Indebitamento Così, infatti, nel luglio del 2016, scriveva in una nota l’assessore Bartolini «per effetto della diminuzione dei valori immobiliari, confermata anche dai valori di vendita o locazione degli immobili di interesse pubblico, il rapporto di indebitamento è fortemente aumentato, superando i limiti contrattuali e quelli regolamentari». Nelle more dell’approvazione del nuovo business plan e delle conseguenti modifiche al contratto di finanziamento, la situazione finanziaria del comparto «soprattutto per effetto della difficile congiuntura di mercato è ulteriormente peggiorata rendendosi pertanto necessario chiudere un accordo con gli enti finanziatori nei tempi più brevi, essendo necessario acquisire elementi utili a confermare la sostenibilità finanziaria dell’operazione, non potendosi altrimenti escludere l’ipotesi di default del comparto per mancanza dei presupposti di continuità ».
Business plan Intanto i lavori di completamento del comparto sono in parte bloccati e in parte interrotti e il quartiere quasi sempre deserto. Gli uffici, gli appartamenti, i negozi rimangono sfitti e il business plan, pertanto, deve mirare alla ristrutturazione del debito che passi per forza attraverso modifiche al contratto di finanziamento. Così una soluzione per uscire dall’intricato schema in cui ci si è incastrati passa per la verifica di un interesse preliminare ad acquistare da parte di alcuni enti pubblici. In prima linea l’Ater, che dovrebbe acquisire le residenze per studenti da concedere poi in locazione all’Adisu, poi l’azienda ospedaliera o le Asl che dovrebbero interessarsi alle superfici del cosiddetto lotto D. Infine Umbria Digitale, per l’acquisizione di una parte degli uffici del lotto E dopo la liberazione da parte del comune di Perugia.

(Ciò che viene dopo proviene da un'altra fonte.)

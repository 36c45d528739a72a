//! Per-colony statistics appended to a CSV log.

use crate::error::{IoError, Result};
use chrono::{DateTime, Local};
use formica_core::World;
use std::fs::OpenOptions;
use std::io::Write;
use std::path::Path;

pub const HEADER: &str = "Timestamp,Step,Colony,Food_Collected,Total_Ants,Active_Ants,Efficiency";

/// Appends one row per colony, writing the header first when the file is
/// new or empty.
pub fn append_statistics<P: AsRef<Path>>(world: &World, path: P) -> Result<()> {
    let mut file = OpenOptions::new()
        .create(true)
        .append(true)
        .open(&path)
        .map_err(|e| {
            IoError::FileSystem(e).with_context(format!("opening statistics {:?}", path.as_ref()))
        })?;

    let mut out = String::new();
    if file.metadata()?.len() == 0 {
        out.push_str(HEADER);
        out.push('\n');
    }
    out.push_str(&format_rows(world, Local::now()));
    file.write_all(out.as_bytes())?;

    tracing::debug!(tick = world.tick(), path = ?path.as_ref(), "Statistics appended");
    Ok(())
}

/// The rows [`append_statistics`] would write at `now`, newline terminated.
pub fn format_rows(world: &World, now: DateTime<Local>) -> String {
    let timestamp = now.format("%Y-%m-%d %H:%M:%S");
    world
        .colonies()
        .iter()
        .map(|colony| {
            format!(
                "{timestamp},{},{},{},{},{},{:.2}\n",
                world.tick(),
                colony.id(),
                colony.food_collected(),
                colony.total_count(),
                colony.active_count(),
                colony.efficiency_score()
            )
        })
        .collect()
}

Debito Ma a quanto ammontano complessivamente i costi sostenuti dalla Regione? Quali quelli ancora da sostenere per l’intera collettività ? Quale futuro per quello che doveva essere il quartiere del futuro per l’intero capoluogo? A queste domande la giunta dovrà dare ora una risposta, considerato che qualora andasse a buon fine il progetto di ristrutturazione, la dismissione delle strutture, come previsto dal business plan, darebbe una boccata d’ossigeno al fondo facendo rientrare circa 36 milioni di euro.